United States District Court, E.D. California

June 21, 2017



         This matter came before the court on June 20, 2017, for hearing of defendant's motion to dismiss pursuant to Federal Civil Procedure Rules 12(b)(1) and 12(b)(5) for lack of subject matter jurisdiction and improper service of process. (Doc. No. 8.) Plaintiff Leticia Contreras, proceeding pro se and in forma pauperis, appeared telephonically on her own behalf. Attorney Gale Hearst appeared on behalf of defendant Fresno County Employees' Retirement Association. After oral argument, the motion was taken under submission. For the reasons stated below, defendant's motion will be granted.

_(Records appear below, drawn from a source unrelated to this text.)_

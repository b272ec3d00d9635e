use std::path::{Path, PathBuf};

use image::RgbaImage;

use crate::binder::{Bindings, HoverChange, BLANK_FILL, HOVER_OPACITY};
use crate::components::history::{HistoryManager, DEFAULT_MAX_HISTORY};
use crate::components::palette::Palette;
use crate::document::{Document, ShapeId};
use crate::export::{self, ExportError};
use crate::loader::{ImageLoader, LoadError, LOAD_ERROR_MESSAGE};
use crate::progress::{Progress, ProgressTracker, ProgressUpdate};
use crate::render::{self, RenderError};
use crate::{log_err, log_info};

/// What the image container currently holds.
#[derive(Clone, Debug, Default)]
pub enum Container {
    #[default]
    Empty,
    Document(Document),
    /// Fixed user-facing message after a failed load.
    Error(&'static str),
}

/// One coloring session: the open image plus palette, history and progress.
pub struct ColoringProject {
    pub image_id: String,
    pub filename: String,
    container: Container,
    pub palette: Palette,
    pub history: HistoryManager,
    bindings: Bindings,
    tracker: ProgressTracker,
    hover_opacity: f32,
    /// Bumped on every change to what the canvas shows.
    revision: u64,
}

impl ColoringProject {
    pub fn new(tracker: ProgressTracker) -> Self {
        Self::with_history_limit(tracker, DEFAULT_MAX_HISTORY)
    }

    pub fn with_history_limit(tracker: ProgressTracker, max_history: usize) -> Self {
        Self {
            image_id: String::new(),
            filename: String::new(),
            container: Container::Empty,
            palette: Palette::default(),
            history: HistoryManager::new(max_history),
            bindings: Bindings::default(),
            tracker,
            hover_opacity: HOVER_OPACITY,
            revision: 0,
        }
    }

    pub fn set_hover_opacity(&mut self, opacity: f32) {
        self.hover_opacity = opacity.clamp(0.0, 1.0);
        self.revision += 1;
    }

    pub fn container(&self) -> &Container {
        &self.container
    }

    pub fn document(&self) -> Option<&Document> {
        match &self.container {
            Container::Document(doc) => Some(doc),
            _ => None,
        }
    }

    pub fn error_message(&self) -> Option<&'static str> {
        match self.container {
            Container::Error(msg) => Some(msg),
            _ => None,
        }
    }

    pub fn revision(&self) -> u64 {
        self.revision
    }

    pub fn tracker(&self) -> &ProgressTracker {
        &self.tracker
    }

    // ========================================================================
    // LOADING
    // ========================================================================

    /// Load `filename` as image `image_id`, bind it and start a fresh history.
    /// On failure the container shows the load error and history is emptied.
    pub fn load(
        &mut self,
        loader: &ImageLoader,
        image_id: &str,
        filename: &str,
    ) -> Result<(), LoadError> {
        self.image_id = image_id.to_string();
        self.filename = filename.to_string();
        self.revision += 1;

        match loader.load(filename) {
            Ok(mut doc) => {
                self.bindings = Bindings::bind(&mut doc);
                self.history.initialize(format!("Open {}", image_id));
                self.container = Container::Document(doc);
                Ok(())
            }
            Err(e) => {
                self.bindings = Bindings::default();
                self.history.clear();
                self.container = Container::Error(LOAD_ERROR_MESSAGE);
                Err(e)
            }
        }
    }

    // ========================================================================
    // EDITING
    // ========================================================================

    /// Select a palette entry. Out-of-range indices are ignored.
    pub fn select_color(&mut self, index: usize) -> bool {
        self.palette.select(index)
    }

    /// Recolor one shape with the selected palette color. Returns `None`
    /// (and records nothing) when no document is loaded or the id is unknown.
    pub fn color_shape(&mut self, id: ShapeId) -> Option<ProgressUpdate> {
        let color = self.palette.current_color().to_string();
        self.color_shape_with(id, &color)
    }

    /// Recolor one shape with an explicit color, bypassing the palette.
    pub fn color_shape_with(&mut self, id: ShapeId, color: &str) -> Option<ProgressUpdate> {
        let Container::Document(doc) = &mut self.container else {
            return None;
        };
        let before = doc.to_markup();
        if !doc.set_fill(id, color) {
            return None;
        }
        self.history
            .record(before, format!("Color shape {} {}", id.0 + 1, color));
        self.revision += 1;
        Some(self.tracker.evaluate(&self.image_id, doc))
    }

    /// Recolor whatever shape sits under an image-space point.
    pub fn click_at(&mut self, x: f32, y: f32) -> Option<ProgressUpdate> {
        let id = self.bindings.hit_test(x, y)?;
        self.color_shape(id)
    }

    /// Reset every shape to the blank fill as one undoable step.
    pub fn clear_all(&mut self) -> Option<ProgressUpdate> {
        let Container::Document(doc) = &mut self.container else {
            return None;
        };
        let before = doc.to_markup();
        let ids: Vec<ShapeId> = doc.shape_ids().collect();
        for id in ids {
            doc.set_fill(id, BLANK_FILL);
        }
        self.bindings = Bindings::bind(doc);
        self.history.record(before, "Clear all");
        self.revision += 1;
        Some(self.tracker.evaluate(&self.image_id, doc))
    }

    // ========================================================================
    // HISTORY
    // ========================================================================

    pub fn undo(&mut self) -> bool {
        let Some(current) = self.document().map(Document::to_markup) else {
            return false;
        };
        match self.history.undo(current) {
            Some(markup) => self.restore(&markup),
            None => false,
        }
    }

    pub fn redo(&mut self) -> bool {
        let Some(current) = self.document().map(Document::to_markup) else {
            return false;
        };
        match self.history.redo(current) {
            Some(markup) => self.restore(&markup),
            None => false,
        }
    }

    pub fn jump_to(&mut self, index: usize) -> bool {
        let Some(current) = self.document().map(Document::to_markup) else {
            return false;
        };
        match self.history.jump_to(index, current) {
            Some(markup) => self.restore(&markup),
            None => false,
        }
    }

    pub fn undo_enabled(&self) -> bool {
        self.document().is_some() && self.history.can_undo()
    }

    pub fn redo_enabled(&self) -> bool {
        self.document().is_some() && self.history.can_redo()
    }

    /// Replace the document with a snapshot and rebind it.
    fn restore(&mut self, markup: &str) -> bool {
        match Document::parse(markup) {
            Ok(mut doc) => {
                self.bindings = Bindings::bind(&mut doc);
                self.container = Container::Document(doc);
                self.revision += 1;
                true
            }
            Err(e) => {
                log_err!("Could not restore history step {}: {}", self.history.index(), e);
                false
            }
        }
    }

    // ========================================================================
    // POINTER
    // ========================================================================

    pub fn pointer_moved(&mut self, pos: Option<(f32, f32)>) -> Option<HoverChange> {
        let change = self.bindings.pointer_moved(pos);
        if change.is_some() {
            self.revision += 1;
        }
        change
    }

    pub fn hovered(&self) -> Option<ShapeId> {
        self.bindings.hovered()
    }

    pub fn hit_test(&self, x: f32, y: f32) -> Option<ShapeId> {
        self.bindings.hit_test(x, y)
    }

    // ========================================================================
    // OUTPUT
    // ========================================================================

    pub fn progress(&self) -> Option<Progress> {
        self.document().map(Progress::measure)
    }

    pub fn is_completed(&self) -> bool {
        !self.image_id.is_empty() && self.tracker.is_completed(&self.image_id)
    }

    pub fn completed_ids(&self) -> Vec<String> {
        self.tracker.completed()
    }

    /// Pixels for the canvas, with the hovered shape dimmed.
    pub fn render_view(&self) -> Option<Result<RgbaImage, RenderError>> {
        let doc = self.document()?;
        Some(render::rasterize_with_hover(
            doc,
            self.bindings.hovered(),
            self.hover_opacity,
        ))
    }

    pub fn export(&self, out_dir: &Path) -> Result<Option<PathBuf>, ExportError> {
        let result = export::export_png(self.document(), &self.image_id, out_dir);
        if let Ok(None) = result {
            log_info!("Export skipped: no image loaded");
        }
        result
    }
}

#[cfg(test)]
mod tests {
    use super::*;

    const ART: &str = r##"<svg xmlns="http://www.w3.org/2000/svg" width="30" height="10">
  <rect x="0" y="0" width="10" height="10"/>
  <rect x="10" y="0" width="10" height="10" fill="none"/>
  <rect x="20" y="0" width="10" height="10" fill="#FFFFFF"/>
</svg>"##;

    fn project_with_art() -> (ColoringProject, PathBuf) {
        let root = std::env::temp_dir().join(format!("colorbook-project-{}", uuid::Uuid::new_v4()));
        let dir = root.join("images/animals");
        std::fs::create_dir_all(&dir).unwrap();
        std::fs::write(dir.join("art.svg"), ART).unwrap();
        let mut project = ColoringProject::new(ProgressTracker::in_memory());
        project.load(&ImageLoader::new(&root), "art", "art.svg").unwrap();
        (project, root)
    }

    #[test]
    fn fresh_project_is_empty_and_inert() {
        let mut project = ColoringProject::new(ProgressTracker::in_memory());
        assert!(matches!(project.container(), Container::Empty));
        assert!(project.color_shape(ShapeId(0)).is_none());
        assert!(project.clear_all().is_none());
        assert!(!project.undo());
        assert!(!project.undo_enabled());
        assert!(project.render_view().is_none());
    }

    #[test]
    fn failed_load_shows_the_fixed_message() {
        let mut project = ColoringProject::new(ProgressTracker::in_memory());
        let loader = ImageLoader::new(std::env::temp_dir().join("colorbook-empty-root"));
        assert!(project.load(&loader, "ghost", "ghost.svg").is_err());
        assert_eq!(project.error_message(), Some(LOAD_ERROR_MESSAGE));
        assert!(project.history.is_empty());
    }

    #[test]
    fn recolor_records_the_state_before_the_change() {
        let (mut project, root) = project_with_art();
        let blank = project.document().unwrap().to_markup();
        assert_eq!(project.history.len(), 1);
        project.select_color(1);
        let update = project.click_at(5.0, 5.0).unwrap();
        assert_eq!(update.progress.colored, 1);
        assert_eq!(project.history.len(), 2);
        assert_eq!(project.history.snapshot_count(), 1);
        let colored = project.document().unwrap().to_markup();

        assert!(project.undo());
        assert_eq!(project.document().unwrap().to_markup(), blank);
        assert!(project.redo());
        assert_eq!(project.document().unwrap().to_markup(), colored);
        let _ = std::fs::remove_dir_all(root);
    }

    #[test]
    fn clicking_outside_every_shape_does_nothing() {
        let (mut project, root) = project_with_art();
        assert!(project.click_at(100.0, 100.0).is_none());
        assert!(project.color_shape(ShapeId(9)).is_none());
        assert_eq!(project.history.len(), 1);
        let _ = std::fs::remove_dir_all(root);
    }

    #[test]
    fn clear_all_is_one_undoable_step() {
        let (mut project, root) = project_with_art();
        project.color_shape(ShapeId(0));
        project.color_shape(ShapeId(1));
        let update = project.clear_all().unwrap();
        assert_eq!(update.progress.colored, 0);
        assert_eq!(project.history.len(), 4);

        assert!(project.undo());
        assert_eq!(project.progress().unwrap().colored, 2);
        assert_eq!(project.history.redo_description(), Some("Clear all"));
        let _ = std::fs::remove_dir_all(root);
    }

    #[test]
    fn completion_follows_recolors() {
        let (mut project, root) = project_with_art();
        project.color_shape(ShapeId(0));
        assert!(!project.is_completed());
        let update = project.color_shape(ShapeId(2)).unwrap();
        assert!(update.newly_completed);
        assert!(project.is_completed());
        assert_eq!(project.completed_ids(), vec!["art".to_string()]);
        let _ = std::fs::remove_dir_all(root);
    }

    #[test]
    fn hover_dims_the_view_only() {
        let (mut project, root) = project_with_art();
        let before = project.document().unwrap().to_markup();
        assert_eq!(
            project.pointer_moved(Some((15.0, 5.0))),
            Some(HoverChange::Enter(ShapeId(1)))
        );
        let view = project.render_view().unwrap().unwrap();
        assert_eq!(view.dimensions(), (30, 10));
        assert_eq!(project.document().unwrap().to_markup(), before);
        assert_eq!(project.history.snapshot_count(), 0);
        let _ = std::fs::remove_dir_all(root);
    }

    #[test]
    fn hover_uses_the_configured_opacity() {
        let (mut project, root) = project_with_art();
        // #000000
        project.select_color(20);
        project.color_shape(ShapeId(0));
        project.pointer_moved(Some((5.0, 5.0)));

        let dimmed = project.render_view().unwrap().unwrap();
        assert!(dimmed.get_pixel(5, 5).0[0] > 0);
        assert!(dimmed.get_pixel(5, 5).0[0] < 255);

        project.set_hover_opacity(0.0);
        let hidden = project.render_view().unwrap().unwrap();
        assert_eq!(hidden.get_pixel(5, 5).0, [255, 255, 255, 255]);
        let _ = std::fs::remove_dir_all(root);
    }

    #[test]
    fn undo_rebinds_so_shapes_stay_clickable() {
        let (mut project, root) = project_with_art();
        project.color_shape(ShapeId(0));
        assert!(project.undo());
        assert_eq!(project.hit_test(25.0, 5.0), Some(ShapeId(2)));
        assert!(project.click_at(25.0, 5.0).is_some());
        assert!(!project.redo_enabled());
        let _ = std::fs::remove_dir_all(root);
    }
}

         On March 7, 2017, plaintiff Leticia Contreras commenced this action against defendant Fresno County Employees' Retirement Association (“FCERA”). (Doc. No. 1.) The action now proceeds on plaintiffs First Amended Complaint (“FAC”), filed on April 18, 2017. (Doc. No. 5.) In her complaint, plaintiff alleges claims under California Government Code §§ 31534 and 31725. (Doc. No. 1-1 at 1.)

         Plaintiff was an employee of defendant FCERA who worked in the Department of Social Services. (Doc. No. 5 at 1-2.) On October 19, 2009, plaintiff was hit by a county vehicle while walking through a county parking lot. (Id. at 2.) She suffered multiple injuries that were documented by healthcare providers, including providers at Clovis Community Hospital. (Id. at 2.)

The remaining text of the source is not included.